[Records excerpted from a collection]

********************

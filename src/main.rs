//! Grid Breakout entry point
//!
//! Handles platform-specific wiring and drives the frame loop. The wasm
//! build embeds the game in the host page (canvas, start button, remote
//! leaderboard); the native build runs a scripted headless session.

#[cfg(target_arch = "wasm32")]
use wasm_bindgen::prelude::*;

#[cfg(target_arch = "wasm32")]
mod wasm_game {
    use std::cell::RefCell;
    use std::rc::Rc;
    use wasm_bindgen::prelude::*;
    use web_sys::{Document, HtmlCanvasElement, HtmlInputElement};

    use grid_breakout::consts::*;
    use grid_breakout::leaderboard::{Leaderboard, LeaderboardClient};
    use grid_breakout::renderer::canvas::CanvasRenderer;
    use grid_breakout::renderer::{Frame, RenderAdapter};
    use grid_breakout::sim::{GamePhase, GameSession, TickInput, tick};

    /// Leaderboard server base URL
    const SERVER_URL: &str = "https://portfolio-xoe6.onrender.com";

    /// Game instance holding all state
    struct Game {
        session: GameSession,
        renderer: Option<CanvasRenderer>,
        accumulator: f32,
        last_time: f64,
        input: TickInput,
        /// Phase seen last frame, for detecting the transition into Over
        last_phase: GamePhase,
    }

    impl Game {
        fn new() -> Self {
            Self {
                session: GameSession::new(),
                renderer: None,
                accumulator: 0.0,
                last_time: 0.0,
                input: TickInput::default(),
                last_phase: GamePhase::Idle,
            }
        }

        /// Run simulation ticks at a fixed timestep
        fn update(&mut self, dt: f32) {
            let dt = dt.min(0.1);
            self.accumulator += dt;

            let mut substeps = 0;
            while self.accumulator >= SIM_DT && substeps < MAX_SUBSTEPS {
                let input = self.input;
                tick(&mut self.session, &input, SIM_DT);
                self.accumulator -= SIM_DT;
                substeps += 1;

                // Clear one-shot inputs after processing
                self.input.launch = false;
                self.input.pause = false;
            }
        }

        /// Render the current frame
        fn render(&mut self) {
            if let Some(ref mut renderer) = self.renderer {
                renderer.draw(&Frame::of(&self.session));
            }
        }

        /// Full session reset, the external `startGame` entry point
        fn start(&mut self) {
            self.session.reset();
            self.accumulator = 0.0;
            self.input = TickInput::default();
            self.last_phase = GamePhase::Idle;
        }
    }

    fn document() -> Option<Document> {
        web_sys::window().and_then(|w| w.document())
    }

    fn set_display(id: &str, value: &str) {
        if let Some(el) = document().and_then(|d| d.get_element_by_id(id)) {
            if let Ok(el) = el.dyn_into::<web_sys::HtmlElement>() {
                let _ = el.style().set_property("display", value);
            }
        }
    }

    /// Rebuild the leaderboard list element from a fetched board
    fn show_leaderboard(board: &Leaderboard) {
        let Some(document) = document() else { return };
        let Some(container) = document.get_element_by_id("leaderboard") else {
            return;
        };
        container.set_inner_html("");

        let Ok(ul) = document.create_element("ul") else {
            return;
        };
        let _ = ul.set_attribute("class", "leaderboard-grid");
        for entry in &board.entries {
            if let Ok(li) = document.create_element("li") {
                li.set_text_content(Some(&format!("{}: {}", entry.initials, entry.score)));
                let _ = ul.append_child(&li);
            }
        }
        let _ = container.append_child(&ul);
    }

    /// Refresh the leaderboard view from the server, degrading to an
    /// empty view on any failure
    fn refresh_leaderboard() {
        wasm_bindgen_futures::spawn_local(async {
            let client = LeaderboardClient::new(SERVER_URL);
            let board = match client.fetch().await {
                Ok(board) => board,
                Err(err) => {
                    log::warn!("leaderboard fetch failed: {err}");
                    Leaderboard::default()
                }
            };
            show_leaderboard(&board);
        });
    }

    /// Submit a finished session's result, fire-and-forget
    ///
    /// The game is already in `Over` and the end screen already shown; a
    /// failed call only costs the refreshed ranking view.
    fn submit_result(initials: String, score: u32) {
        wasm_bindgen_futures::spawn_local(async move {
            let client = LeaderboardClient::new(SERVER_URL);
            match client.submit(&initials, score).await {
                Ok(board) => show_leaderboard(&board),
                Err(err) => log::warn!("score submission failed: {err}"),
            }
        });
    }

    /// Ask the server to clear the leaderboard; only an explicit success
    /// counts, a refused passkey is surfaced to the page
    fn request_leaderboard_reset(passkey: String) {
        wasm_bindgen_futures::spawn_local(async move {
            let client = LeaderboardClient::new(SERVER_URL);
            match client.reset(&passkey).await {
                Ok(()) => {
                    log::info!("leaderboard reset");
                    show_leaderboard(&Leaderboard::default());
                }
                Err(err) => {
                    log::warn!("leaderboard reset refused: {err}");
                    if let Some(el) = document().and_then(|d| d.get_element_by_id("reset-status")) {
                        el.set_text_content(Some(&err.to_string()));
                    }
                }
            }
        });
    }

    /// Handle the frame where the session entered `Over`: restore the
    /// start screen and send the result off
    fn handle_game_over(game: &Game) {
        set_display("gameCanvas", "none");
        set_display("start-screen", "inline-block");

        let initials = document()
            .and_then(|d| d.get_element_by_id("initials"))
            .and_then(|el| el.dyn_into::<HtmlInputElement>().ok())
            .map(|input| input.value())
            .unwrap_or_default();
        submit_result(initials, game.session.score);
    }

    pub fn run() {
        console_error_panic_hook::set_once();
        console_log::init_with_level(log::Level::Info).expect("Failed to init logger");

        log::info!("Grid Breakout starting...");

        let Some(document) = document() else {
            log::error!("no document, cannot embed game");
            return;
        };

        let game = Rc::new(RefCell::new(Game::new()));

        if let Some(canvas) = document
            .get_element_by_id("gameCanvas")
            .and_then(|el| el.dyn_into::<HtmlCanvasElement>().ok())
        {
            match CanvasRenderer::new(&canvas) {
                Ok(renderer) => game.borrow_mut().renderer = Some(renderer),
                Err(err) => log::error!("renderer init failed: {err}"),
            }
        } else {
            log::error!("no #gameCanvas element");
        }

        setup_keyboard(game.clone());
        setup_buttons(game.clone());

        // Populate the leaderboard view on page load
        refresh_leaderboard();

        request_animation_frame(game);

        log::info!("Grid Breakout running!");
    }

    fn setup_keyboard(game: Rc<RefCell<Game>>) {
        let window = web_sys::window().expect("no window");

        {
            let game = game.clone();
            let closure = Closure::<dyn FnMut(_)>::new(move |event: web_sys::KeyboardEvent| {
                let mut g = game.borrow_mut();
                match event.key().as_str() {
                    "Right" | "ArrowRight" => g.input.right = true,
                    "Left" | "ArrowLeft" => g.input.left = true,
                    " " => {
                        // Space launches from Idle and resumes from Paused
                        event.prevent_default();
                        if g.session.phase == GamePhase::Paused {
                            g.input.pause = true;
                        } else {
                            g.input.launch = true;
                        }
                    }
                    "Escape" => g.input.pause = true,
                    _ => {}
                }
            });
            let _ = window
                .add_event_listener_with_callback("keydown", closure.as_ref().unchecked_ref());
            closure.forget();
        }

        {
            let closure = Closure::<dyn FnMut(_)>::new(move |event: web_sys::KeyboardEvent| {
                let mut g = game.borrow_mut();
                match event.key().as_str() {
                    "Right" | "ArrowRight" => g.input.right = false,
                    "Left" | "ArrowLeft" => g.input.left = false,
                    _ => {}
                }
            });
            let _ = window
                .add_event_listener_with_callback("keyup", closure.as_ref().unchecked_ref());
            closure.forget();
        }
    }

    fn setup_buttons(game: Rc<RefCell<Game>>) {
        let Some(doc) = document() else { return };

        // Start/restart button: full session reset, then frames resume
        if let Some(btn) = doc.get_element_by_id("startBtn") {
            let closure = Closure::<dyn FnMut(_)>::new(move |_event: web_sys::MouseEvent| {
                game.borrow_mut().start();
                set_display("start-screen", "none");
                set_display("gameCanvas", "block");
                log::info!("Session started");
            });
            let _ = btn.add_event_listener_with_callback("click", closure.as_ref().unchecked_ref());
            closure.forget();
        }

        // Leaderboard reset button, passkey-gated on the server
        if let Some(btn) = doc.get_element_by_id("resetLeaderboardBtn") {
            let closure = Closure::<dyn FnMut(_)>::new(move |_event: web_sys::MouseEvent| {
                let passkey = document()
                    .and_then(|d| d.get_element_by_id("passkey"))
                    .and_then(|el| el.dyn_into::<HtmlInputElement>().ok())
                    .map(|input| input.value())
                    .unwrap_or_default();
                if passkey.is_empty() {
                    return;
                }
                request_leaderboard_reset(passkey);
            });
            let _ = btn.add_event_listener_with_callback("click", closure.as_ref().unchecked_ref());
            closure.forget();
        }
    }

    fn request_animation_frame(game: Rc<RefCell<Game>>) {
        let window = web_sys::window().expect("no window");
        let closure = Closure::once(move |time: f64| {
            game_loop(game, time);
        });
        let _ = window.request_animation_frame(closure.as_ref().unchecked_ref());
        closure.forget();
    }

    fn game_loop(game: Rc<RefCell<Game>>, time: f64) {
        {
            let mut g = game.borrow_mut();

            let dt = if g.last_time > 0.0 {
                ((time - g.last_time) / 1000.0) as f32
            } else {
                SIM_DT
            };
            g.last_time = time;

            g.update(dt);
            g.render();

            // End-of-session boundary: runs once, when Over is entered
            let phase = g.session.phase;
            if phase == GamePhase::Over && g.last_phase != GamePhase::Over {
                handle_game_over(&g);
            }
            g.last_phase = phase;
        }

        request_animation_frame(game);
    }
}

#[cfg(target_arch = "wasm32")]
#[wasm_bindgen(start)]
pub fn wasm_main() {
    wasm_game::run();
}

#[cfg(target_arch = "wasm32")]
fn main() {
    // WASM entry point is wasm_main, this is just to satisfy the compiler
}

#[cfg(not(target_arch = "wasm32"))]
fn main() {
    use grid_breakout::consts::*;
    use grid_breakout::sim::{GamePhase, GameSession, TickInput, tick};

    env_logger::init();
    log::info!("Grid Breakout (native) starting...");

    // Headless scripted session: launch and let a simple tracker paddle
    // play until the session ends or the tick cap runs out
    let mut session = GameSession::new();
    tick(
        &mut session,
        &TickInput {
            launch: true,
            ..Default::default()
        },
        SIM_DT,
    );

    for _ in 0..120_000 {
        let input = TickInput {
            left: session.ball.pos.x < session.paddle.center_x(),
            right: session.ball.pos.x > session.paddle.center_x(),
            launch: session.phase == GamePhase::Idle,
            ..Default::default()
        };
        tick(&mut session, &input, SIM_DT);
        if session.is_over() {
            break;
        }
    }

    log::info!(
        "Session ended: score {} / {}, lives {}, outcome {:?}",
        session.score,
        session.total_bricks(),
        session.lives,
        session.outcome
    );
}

********************

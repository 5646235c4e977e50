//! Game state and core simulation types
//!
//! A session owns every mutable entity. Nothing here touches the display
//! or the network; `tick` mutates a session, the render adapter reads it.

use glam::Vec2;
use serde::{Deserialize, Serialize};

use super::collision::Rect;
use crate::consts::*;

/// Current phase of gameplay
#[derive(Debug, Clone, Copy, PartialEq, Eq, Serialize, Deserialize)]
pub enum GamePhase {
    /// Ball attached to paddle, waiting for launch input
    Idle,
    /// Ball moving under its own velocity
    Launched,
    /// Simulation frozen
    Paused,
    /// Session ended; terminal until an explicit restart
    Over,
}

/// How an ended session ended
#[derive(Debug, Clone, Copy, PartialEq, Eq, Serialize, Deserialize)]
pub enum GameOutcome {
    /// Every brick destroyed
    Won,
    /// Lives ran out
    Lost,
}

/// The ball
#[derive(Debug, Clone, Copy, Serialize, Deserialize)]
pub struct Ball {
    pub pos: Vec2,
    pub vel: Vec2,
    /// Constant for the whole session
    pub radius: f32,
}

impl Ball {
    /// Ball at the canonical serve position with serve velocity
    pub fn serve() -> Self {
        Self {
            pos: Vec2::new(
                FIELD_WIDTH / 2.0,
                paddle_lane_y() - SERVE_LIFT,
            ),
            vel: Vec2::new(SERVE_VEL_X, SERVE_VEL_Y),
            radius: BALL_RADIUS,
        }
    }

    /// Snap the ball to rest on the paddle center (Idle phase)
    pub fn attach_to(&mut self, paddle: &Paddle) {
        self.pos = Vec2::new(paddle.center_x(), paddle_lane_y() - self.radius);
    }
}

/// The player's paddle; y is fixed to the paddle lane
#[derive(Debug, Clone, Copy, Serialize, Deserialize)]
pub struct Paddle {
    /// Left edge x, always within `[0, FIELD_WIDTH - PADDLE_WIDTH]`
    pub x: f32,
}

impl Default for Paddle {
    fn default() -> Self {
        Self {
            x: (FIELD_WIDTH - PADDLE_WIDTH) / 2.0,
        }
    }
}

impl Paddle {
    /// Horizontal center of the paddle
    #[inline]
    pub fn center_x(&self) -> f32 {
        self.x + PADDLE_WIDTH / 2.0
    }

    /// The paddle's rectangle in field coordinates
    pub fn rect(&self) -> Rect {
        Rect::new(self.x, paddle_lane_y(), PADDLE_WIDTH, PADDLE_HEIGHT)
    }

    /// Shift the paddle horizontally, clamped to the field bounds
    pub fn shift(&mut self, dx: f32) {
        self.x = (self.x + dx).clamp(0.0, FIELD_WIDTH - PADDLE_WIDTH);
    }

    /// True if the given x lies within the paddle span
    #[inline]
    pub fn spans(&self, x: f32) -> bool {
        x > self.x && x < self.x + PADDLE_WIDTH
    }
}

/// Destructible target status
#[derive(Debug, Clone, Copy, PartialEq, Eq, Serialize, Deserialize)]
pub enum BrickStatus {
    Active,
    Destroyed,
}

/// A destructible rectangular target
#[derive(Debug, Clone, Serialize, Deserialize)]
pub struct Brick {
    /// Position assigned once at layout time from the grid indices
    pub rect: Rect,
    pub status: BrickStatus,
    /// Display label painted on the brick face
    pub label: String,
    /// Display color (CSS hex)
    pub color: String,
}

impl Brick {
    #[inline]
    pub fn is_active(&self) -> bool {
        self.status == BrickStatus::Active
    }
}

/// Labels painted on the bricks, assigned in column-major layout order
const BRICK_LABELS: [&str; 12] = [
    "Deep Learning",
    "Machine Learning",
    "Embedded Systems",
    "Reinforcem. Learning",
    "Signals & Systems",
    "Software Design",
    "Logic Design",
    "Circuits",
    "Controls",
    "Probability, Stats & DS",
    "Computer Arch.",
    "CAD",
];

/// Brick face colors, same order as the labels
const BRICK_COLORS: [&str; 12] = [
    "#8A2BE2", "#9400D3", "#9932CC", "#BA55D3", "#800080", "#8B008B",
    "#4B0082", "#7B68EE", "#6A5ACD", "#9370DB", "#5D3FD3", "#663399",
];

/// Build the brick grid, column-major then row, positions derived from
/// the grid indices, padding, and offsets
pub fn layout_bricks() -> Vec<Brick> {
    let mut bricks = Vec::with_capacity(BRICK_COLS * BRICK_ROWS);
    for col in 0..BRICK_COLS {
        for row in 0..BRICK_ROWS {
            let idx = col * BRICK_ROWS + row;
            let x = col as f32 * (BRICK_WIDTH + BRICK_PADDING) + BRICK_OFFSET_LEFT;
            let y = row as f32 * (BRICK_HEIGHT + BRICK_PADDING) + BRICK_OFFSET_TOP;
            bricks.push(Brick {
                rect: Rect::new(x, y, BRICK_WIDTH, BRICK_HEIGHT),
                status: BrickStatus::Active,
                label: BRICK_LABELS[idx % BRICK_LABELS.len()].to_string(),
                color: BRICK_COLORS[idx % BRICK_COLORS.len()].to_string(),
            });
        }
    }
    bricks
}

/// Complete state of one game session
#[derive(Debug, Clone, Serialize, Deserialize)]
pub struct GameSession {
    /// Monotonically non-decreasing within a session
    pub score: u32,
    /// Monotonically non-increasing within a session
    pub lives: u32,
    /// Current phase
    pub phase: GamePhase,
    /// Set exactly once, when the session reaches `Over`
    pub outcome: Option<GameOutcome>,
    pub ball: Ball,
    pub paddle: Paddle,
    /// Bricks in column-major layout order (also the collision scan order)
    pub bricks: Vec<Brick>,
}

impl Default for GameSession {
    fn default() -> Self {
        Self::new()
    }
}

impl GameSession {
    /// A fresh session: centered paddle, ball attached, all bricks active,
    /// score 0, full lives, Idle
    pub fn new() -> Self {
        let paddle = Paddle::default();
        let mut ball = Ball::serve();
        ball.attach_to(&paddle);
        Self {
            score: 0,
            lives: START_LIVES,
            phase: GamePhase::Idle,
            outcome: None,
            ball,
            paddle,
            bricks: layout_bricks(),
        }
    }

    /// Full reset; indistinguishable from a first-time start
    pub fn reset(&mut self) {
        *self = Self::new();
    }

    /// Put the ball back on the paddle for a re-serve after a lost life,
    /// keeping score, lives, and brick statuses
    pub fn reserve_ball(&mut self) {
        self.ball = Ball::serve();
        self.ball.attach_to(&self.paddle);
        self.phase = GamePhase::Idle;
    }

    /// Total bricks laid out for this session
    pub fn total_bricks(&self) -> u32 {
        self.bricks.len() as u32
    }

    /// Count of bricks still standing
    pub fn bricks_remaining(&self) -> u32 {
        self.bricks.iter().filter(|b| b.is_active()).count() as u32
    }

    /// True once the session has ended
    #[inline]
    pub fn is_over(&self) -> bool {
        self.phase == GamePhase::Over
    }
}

********************

WHAT THE TASK REQUIRES
Copy out every line of the data in which the word "GameOutcome" is found.

TASK OUTPUT
pub enum GameOutcome {
    pub outcome: Option<GameOutcome>,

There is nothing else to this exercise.